Gaby was a 26-year-old lieutenant when the following deed took place for which he was awarded the Victoria Cross (VC). On 8 August 1918, at the start of the Allied Hundred Days Offensive, Gaby was acting as commander of his battalion's 'D' Company, which was committed to an attack around Villers-Bretonneux, France, during the Battle of Amiens. When the advance was checked by a large German force about 40 yards beyond the wire, Gaby found a gap and approached the strong point under heavy machine-gun and rifle fire. He emptied his revolver into the garrison, drove the crews from their guns and captured 50 prisoners and four machine-guns. Three days later, on 11 August 1918 while leading his men during an attack at Lihons, he was killed.

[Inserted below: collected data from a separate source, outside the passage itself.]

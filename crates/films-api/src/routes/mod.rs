//! HTTP routes for the Films API.
//!
//! Defines the Axum router, application state and the request pipeline.

use crate::auth::TokenService;
use crate::config::Config;
use crate::handlers;
use crate::middleware::{
    authenticate, log_request, log_response, recover_panic, require_authentication, AuthState,
};
use crate::repositories::{FavouriteRepository, MovieRepository, UserRepository};
use axum::{
    middleware,
    routing::{get, post},
    Router,
};
use metrics_exporter_prometheus::PrometheusHandle;
use std::sync::Arc;
use std::time::Duration;
use tower_http::timeout::TimeoutLayer;

/// Per-request timeout applied by the serving layer.
const REQUEST_TIMEOUT: Duration = Duration::from_secs(30);

/// Application state shared across all handlers.
#[derive(Clone)]
pub struct AppState {
    /// Service configuration.
    pub config: Config,

    /// Token issue and verification with the process-wide secret.
    pub tokens: Arc<TokenService>,

    pub users: Arc<dyn UserRepository>,
    pub movies: Arc<dyn MovieRepository>,
    pub favourites: Arc<dyn FavouriteRepository>,
}

impl AppState {
    fn auth_state(&self) -> AuthState {
        AuthState {
            tokens: self.tokens.clone(),
            users: self.users.clone(),
        }
    }
}

/// Build the application routes wrapped in the full request pipeline.
///
/// Public:
/// - `/health`, `/metrics`
/// - `POST /user/signup`, `POST /user/login`
///
/// Protected (authentication guard):
/// - `GET /movies`, `POST /movie`, `GET|PUT|DELETE /movie/:id`
/// - `POST /favourite`, `GET /favourites`, `DELETE /favourites/:id`
pub fn build_routes(state: Arc<AppState>, metrics_handle: PrometheusHandle) -> Router {
    let public_routes = Router::new()
        .route("/health", get(handlers::health_check))
        .route("/user/signup", post(handlers::signup))
        .route("/user/login", post(handlers::login))
        .with_state(state.clone());

    let metrics_routes = Router::new()
        .route("/metrics", get(handlers::metrics_handler))
        .with_state(metrics_handle);

    let protected_routes = Router::new()
        .route("/movies", get(handlers::list_movies))
        .route("/movie", post(handlers::create_movie))
        .route(
            "/movie/:id",
            get(handlers::get_movie)
                .put(handlers::update_movie)
                .delete(handlers::delete_movie),
        )
        .route("/favourite", post(handlers::add_favourite))
        .route("/favourites", get(handlers::list_favourites))
        .route("/favourites/:id", axum::routing::delete(handlers::remove_favourite))
        .route_layer(middleware::from_fn(require_authentication))
        .with_state(state.clone());

    let router = public_routes.merge(metrics_routes).merge(protected_routes);

    with_pipeline(router, &state)
}

/// Wrap a fully built application in serving-layer policy.
///
/// The request timeout lives here, outside the pipeline, so handlers and
/// middleware never observe it. A request exceeding it gets 408.
pub fn with_serving_layers(app: Router) -> Router {
    app.layer(TimeoutLayer::new(REQUEST_TIMEOUT))
}

/// Wrap a router in the request pipeline.
///
/// Execution order, outermost first:
/// 1. `recover_panic` - sees faults from every layer below
/// 2. `log_request` - logs every request, including ones auth rejects
/// 3. `authenticate` - attaches the `AuthContext`
/// 4. `log_response` - measures the response actually produced by the router
/// 5. router, with `require_authentication` on protected routes
pub fn with_pipeline(router: Router, state: &AppState) -> Router {
    // `.layer` wraps everything added before it, so the last call is outermost.
    router
        .layer(middleware::from_fn(log_response))
        .layer(middleware::from_fn_with_state(
            state.auth_state(),
            authenticate,
        ))
        .layer(middleware::from_fn(log_request))
        .layer(middleware::from_fn(recover_panic))
}
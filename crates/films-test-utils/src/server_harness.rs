//! Test server harness for E2E testing
//!
//! Provides TestFilmsServer for spawning real Films API instances in tests.
//! Storage is an [`InMemoryStore`] so no database is required.

use films_api::auth::TokenService;
use films_api::config::{Config, MIN_BCRYPT_COST};
use films_api::models::{MovieId, NewMovie, UserId};
use films_api::observability::metrics::init_metrics_recorder;
use films_api::repositories::memory::InMemoryStore;
use films_api::repositories::MovieRepository;
use films_api::routes::{self, AppState};
use films_api::services::{seed, user_service};
use secrecy::SecretString;
use serde_json::json;
use std::net::SocketAddr;
use std::sync::Arc;
use tokio::task::JoinHandle;

/// Signing secret used by every test server.
pub const TEST_JWT_SECRET: &str = "films-test-secret-0123456789abcdef";

/// Test harness for spawning the Films API in E2E tests
///
/// # Example
/// ```rust,ignore
/// #[tokio::test]
/// async fn test_list_movies_e2e() -> Result<()> {
///     let server = TestFilmsServer::spawn_seeded().await?;
///     let token = server.login("test1", SEED_PASSWORD).await?;
///
///     let response = reqwest::Client::new()
///         .get(format!("{}/movies", server.url()))
///         .bearer_auth(&token)
///         .send()
///         .await?;
///
///     assert_eq!(response.status(), 200);
///     Ok(())
/// }
/// ```
pub struct TestFilmsServer {
    addr: SocketAddr,
    store: Arc<InMemoryStore>,
    state: Arc<AppState>,
    handle: JoinHandle<()>,
}

impl TestFilmsServer {
    /// Spawn a server with empty storage
    ///
    /// The server will:
    /// - Bind to a random available port (127.0.0.1:0)
    /// - Hash passwords at the lowest accepted bcrypt cost
    /// - Start the HTTP server in the background
    pub async fn spawn() -> Result<Self, anyhow::Error> {
        Self::spawn_with_store(Arc::new(InMemoryStore::new())).await
    }

    /// Spawn a server whose storage holds the reference users and movies.
    pub async fn spawn_seeded() -> Result<Self, anyhow::Error> {
        let store = Arc::new(InMemoryStore::new());
        seed::seed_database(store.as_ref(), store.as_ref(), MIN_BCRYPT_COST)
            .await
            .map_err(|e| anyhow::anyhow!("Failed to seed test store: {}", e))?;
        Self::spawn_with_store(store).await
    }

    async fn spawn_with_store(store: Arc<InMemoryStore>) -> Result<Self, anyhow::Error> {
        let jwt_secret = SecretString::from(TEST_JWT_SECRET.to_string());
        let config = Config {
            database_url: String::new(), // Not used with in-memory storage
            bind_address: "127.0.0.1:0".to_string(),
            jwt_secret: jwt_secret.clone(),
            bcrypt_cost: MIN_BCRYPT_COST,
            seed_database: false,
        };

        let state = Arc::new(AppState {
            config,
            tokens: Arc::new(TokenService::new(&jwt_secret)),
            users: store.clone(),
            movies: store.clone(),
            favourites: store.clone(),
        });

        // The global recorder can only be installed once per test process.
        let metrics_handle = match init_metrics_recorder() {
            Ok(handle) => handle,
            Err(_) => {
                use metrics_exporter_prometheus::PrometheusBuilder;
                PrometheusBuilder::new().build_recorder().handle()
            }
        };

        let app = routes::with_serving_layers(routes::build_routes(state.clone(), metrics_handle));

        let listener = tokio::net::TcpListener::bind("127.0.0.1:0")
            .await
            .map_err(|e| anyhow::anyhow!("Failed to bind test server: {}", e))?;

        let addr = listener
            .local_addr()
            .map_err(|e| anyhow::anyhow!("Failed to get local address: {}", e))?;

        let handle = tokio::spawn(async move {
            let make_service = app.into_make_service_with_connect_info::<SocketAddr>();
            if let Err(e) = axum::serve(listener, make_service).await {
                eprintln!("Test server error: {}", e);
            }
        });

        Ok(Self {
            addr,
            store,
            state,
            handle,
        })
    }

    /// Get the base URL of the test server
    pub fn url(&self) -> String {
        format!("http://{}", self.addr)
    }

    /// Get the socket address
    pub fn addr(&self) -> SocketAddr {
        self.addr
    }

    /// Storage shared with the running server.
    pub fn store(&self) -> &InMemoryStore {
        &self.store
    }

    /// Token service holding the server's signing secret.
    pub fn tokens(&self) -> &TokenService {
        &self.state.tokens
    }

    /// Register a user directly in storage, bypassing signup validation.
    pub async fn create_user(&self, name: &str, password: &str) -> Result<UserId, anyhow::Error> {
        user_service::register_user(self.store.as_ref(), name, password, MIN_BCRYPT_COST)
            .await
            .map_err(|e| anyhow::anyhow!("Failed to create user {}: {}", name, e))
    }

    /// Issue a valid token for `user_id` without going through login.
    pub fn token_for(&self, user_id: UserId) -> Result<String, anyhow::Error> {
        self.tokens()
            .issue_token(user_id)
            .map_err(|e| anyhow::anyhow!("Failed to issue token: {}", e))
    }

    /// Log in over HTTP and return the bearer token from the response header.
    pub async fn login(&self, name: &str, password: &str) -> Result<String, anyhow::Error> {
        let response = reqwest::Client::new()
            .post(format!("{}/user/login", self.url()))
            .json(&json!({ "name": name, "password": password }))
            .send()
            .await?;

        if !response.status().is_success() {
            anyhow::bail!("Login for {} failed with {}", name, response.status());
        }

        let header = response
            .headers()
            .get(reqwest::header::AUTHORIZATION)
            .ok_or_else(|| anyhow::anyhow!("Login response has no Authorization header"))?
            .to_str()?;

        header
            .strip_prefix("Bearer ")
            .map(str::to_string)
            .ok_or_else(|| anyhow::anyhow!("Unexpected Authorization header: {}", header))
    }

    /// Insert a movie owned by `owner` directly in storage.
    pub async fn create_movie(&self, owner: UserId, title: &str) -> Result<MovieId, anyhow::Error> {
        let movie = NewMovie {
            title: title.to_string(),
            director: "Test Director".to_string(),
            release_date: chrono::NaiveDate::from_ymd_opt(2001, 9, 14)
                .ok_or_else(|| anyhow::anyhow!("Invalid fixture date"))?,
            cast: vec!["Test Actor".to_string()],
            genre: "Drama".to_string(),
            synopsis: "A movie created by the test harness.".to_string(),
        };
        MovieRepository::insert(self.store.as_ref(), &movie, owner)
            .await
            .map_err(|e| anyhow::anyhow!("Failed to create movie {}: {}", title, e))
    }
}

impl Drop for TestFilmsServer {
    fn drop(&mut self) {
        self.handle.abort();
    }
}
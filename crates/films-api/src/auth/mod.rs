//! Bearer tokens and the per-request authentication context.

pub mod context;
pub mod token;

pub use context::{AuthContext, AuthenticatedUser};
pub use token::{extract_token, Claims, InvalidReason, TokenError, TokenService, TOKEN_TTL_SECONDS};
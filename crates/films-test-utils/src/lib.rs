//! # Films Test Utilities
//!
//! Shared test utilities for the Films API.
//!
//! This crate provides:
//! - Server test harness (`TestFilmsServer` for E2E tests over HTTP)
//! - Token builders for hand-crafted, expired or forged bearer tokens
//!
//! ## Usage
//!
//! ```rust,ignore
//! use films_test_utils::*;
//!
//! #[tokio::test]
//! async fn test_example() -> anyhow::Result<()> {
//!     let server = TestFilmsServer::spawn_seeded().await?;
//!     let token = server.login("test1", SEED_PASSWORD).await?;
//!
//!     let forged = TestTokenBuilder::new().for_user(1).signed_with("wrong").build();
//!     Ok(())
//! }
//! ```

pub mod server_harness;
pub mod token_builders;

pub use films_api::services::seed::{SEED_OWNER, SEED_PASSWORD};
pub use server_harness::*;
pub use token_builders::*;
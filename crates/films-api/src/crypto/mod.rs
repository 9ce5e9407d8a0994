//! Password hashing.

use crate::config::{MAX_BCRYPT_COST, MIN_BCRYPT_COST};
use crate::errors::ApiError;
use tracing::instrument;

/// Hash a password with bcrypt.
///
/// # Errors
///
/// Returns `ApiError::Internal` if the cost is outside the accepted range or
/// hashing fails.
#[instrument(skip_all)]
pub fn hash_password(password: &str, cost: u32) -> Result<String, ApiError> {
    if !(MIN_BCRYPT_COST..=MAX_BCRYPT_COST).contains(&cost) {
        return Err(ApiError::Internal(format!(
            "Invalid bcrypt cost: {} (must be {}-{})",
            cost, MIN_BCRYPT_COST, MAX_BCRYPT_COST
        )));
    }

    bcrypt::hash(password, cost)
        .map_err(|e| ApiError::Internal(format!("Password hashing failed: {}", e)))
}

/// Check a password against a stored bcrypt hash.
///
/// A mismatch and a comparison fault (e.g. a corrupt stored hash) are both
/// `InvalidCredentials`.
#[instrument(skip_all)]
pub fn verify_password(password: &str, hash: &str) -> Result<(), ApiError> {
    match bcrypt::verify(password, hash) {
        Ok(true) => Ok(()),
        Ok(false) => Err(ApiError::InvalidCredentials),
        Err(e) => {
            tracing::warn!(target: "films.crypto", error = %e, "Password hash comparison failed");
            Err(ApiError::InvalidCredentials)
        }
    }
}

His VC citation from the London Gazette of 30 October 1918 reads:

For most conspicuous bravery and dash in attack, when on reaching a wire in front of an enemy trench, strong opposition was encountered. The advance was at once checked the enemy being in force about 40 yards beyond the wire, and commanding the gap with machine guns and rifles. Lieutenant Gaby found another gap in the wire, and, single handed, approached the strong point while machine guns and rifles were still being fired from it. Running along the parapet, still alone, and at point blank range, he emptied his revolver into the garrison, drove the crews from their guns, and compelled the surrender of 50 of the enemy with four machine guns. He then quickly reorganized his men, and led them on to his final objective, which he captured and consolidated. Three days later, during an attack, this officer again led his company with great dash to the objective. The enemy brought heavy rifle and machine gun fire to bear upon the line, but in the face of this heavy fire Lieutenant Gaby walked along his line of posts, encouraging his men to quickly consolidate. While engaged on this duty he was killed by an enemy sniper.

He is buried at the Heath Cemetery in Harbonnieres, France. He was unmarried at the time of his death. The Alfred Gaby ward at the former Repatriation General Hospital, Hollywood was named in his honour.